Mid-Year Appraisal 2026: Should Vietnamese Professionals Ask for a Raise or Start Looking?

Mid-Year Appraisal 2026: Should Vietnamese Professionals Ask for a Raise or Start Looking?
By Valerie Ong, Regional Marketing Manager, Reeracoen Group
Your mid-year appraisal just happened. You walked in hoping for recognition, a number, a path. What you got was either better, worse, or more ambiguous than you expected. Now you are deciding what to do next.
This article is a practical decision framework for Vietnamese professionals who have just completed their mid-year review and are weighing two options: push harder internally for a raise, or start exploring what the market is offering. The answer is not always one or the other, but knowing which path to pursue first, and what signals should shift your decision, is worth thinking through carefully.

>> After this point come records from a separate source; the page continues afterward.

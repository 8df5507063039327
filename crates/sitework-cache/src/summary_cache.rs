//! Memo cache for contract summaries.
//!
//! Keys are the canonical JSON of `(contract, variations)`, so two requests
//! with equal inputs share an entry no matter where they came from. Entries
//! expire after a TTL and can be dropped per project when an update event
//! arrives.

use std::collections::HashMap;
use std::time::{Duration, Instant};

use sitework_core::{Contract, ContractSummary, Variation, summarize};
use tracing::debug;

use crate::CacheError;
use crate::events::ContractEvent;

struct Entry {
    summary: ContractSummary,
    project: Option<u64>,
    created_at: Instant,
    seq: u64,
}

/// Hit/miss counters and current size.
#[derive(Debug, Clone, Copy, PartialEq, Eq, Default)]
pub struct CacheStats {
    pub hits: u64,
    pub misses: u64,
    pub entries: usize,
}

pub struct SummaryCache {
    ttl: Duration,
    max_entries: usize,
    entries: HashMap<String, Entry>,
    next_seq: u64,
    hits: u64,
    misses: u64,
}

impl SummaryCache {
    /// `max_entries == 0` disables caching; every call recomputes.
    pub fn new(ttl: Duration, max_entries: usize) -> Self {
        Self {
            ttl,
            max_entries,
            entries: HashMap::new(),
            next_seq: 0,
            hits: 0,
            misses: 0,
        }
    }

    /// Return the cached summary for these inputs, computing it on a miss.
    pub fn get_or_compute(
        &mut self,
        contract: &Contract,
        variations: &[Variation],
    ) -> Result<ContractSummary, CacheError> {
        let key = cache_key(contract, variations)?;
        self.evict_expired();

        if let Some(entry) = self.entries.get(&key) {
            self.hits += 1;
            debug!(project = ?entry.project, "summary cache hit");
            return Ok(entry.summary.clone());
        }

        self.misses += 1;
        let summary = summarize(contract, variations);
        self.insert(key, contract.project, summary.clone());
        Ok(summary)
    }

    fn insert(&mut self, key: String, project: Option<u64>, summary: ContractSummary) {
        if self.max_entries == 0 {
            return;
        }
        if self.entries.len() >= self.max_entries
            && let Some(oldest) = self
                .entries
                .iter()
                .min_by_key(|(_, e)| e.seq)
                .map(|(k, _)| k.clone())
        {
            self.entries.remove(&oldest);
        }
        let seq = self.next_seq;
        self.next_seq += 1;
        self.entries.insert(
            key,
            Entry {
                summary,
                project,
                created_at: Instant::now(),
                seq,
            },
        );
    }

    fn evict_expired(&mut self) {
        let ttl = self.ttl;
        self.entries.retain(|_, e| e.created_at.elapsed() <= ttl);
    }

    /// Drop every entry computed for `project_id`. Returns how many went.
    pub fn invalidate_project(&mut self, project_id: u64) -> usize {
        let before = self.entries.len();
        self.entries.retain(|_, e| e.project != Some(project_id));
        before - self.entries.len()
    }

    /// Drop everything.
    pub fn clear(&mut self) {
        self.entries.clear();
    }

    /// Invalidate whatever `event` makes stale.
    pub fn apply(&mut self, event: &ContractEvent) -> usize {
        self.invalidate_project(event.project_id())
    }

    pub fn len(&self) -> usize {
        self.entries.len()
    }

    pub fn is_empty(&self) -> bool {
        self.entries.is_empty()
    }

    pub fn stats(&self) -> CacheStats {
        CacheStats {
            hits: self.hits,
            misses: self.misses,
            entries: self.entries.len(),
        }
    }
}

fn cache_key(contract: &Contract, variations: &[Variation]) -> Result<String, CacheError> {
    Ok(serde_json::to_string(&(contract, variations))?)
}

Reading the Signals From Your Review
The most important information from your appraisal is not the rating — it is the nature of the conversation. Use this framework to assess what your review is actually telling you.
|
Signal |
What It Suggests |
Recommended Next Step |
|
Strong performance acknowledgement + specific path to raise in H2 |
Employer is investing; path is credible |
Stay and deliver on H2 criteria; follow up in writing |
|
Positive review + no compensation conversation raised at all |
Employer may not be monitoring your market value |
Raise salary directly in a follow-up conversation within 2 weeks |
|
Average rating + vague comments about 'improvement needed' |
Misalignment between your self-assessment and manager view |
Request specific feedback; understand criteria before deciding |
|
Good performance acknowledged + no raise + no credible timeline |
Employer values you but is not prioritising your compensation |
Give one direct ask with a specific date; if no movement, test market |
|
Defensive or dismissive conversation about career or compensation |
Cultural or structural barrier to progression at this company |
Begin exploring market options seriously; this pattern rarely improves |
Framework based on Reeracoen Vietnam career guidance data and recruiter placement experience.
When to Push Harder Internally
Push harder internally when: the conversation was substantive and forward-looking, there is a specific timeline for compensation review that was articulated clearly, you trust the manager to follow through, and the external market for your role is not dramatically higher than your current compensation.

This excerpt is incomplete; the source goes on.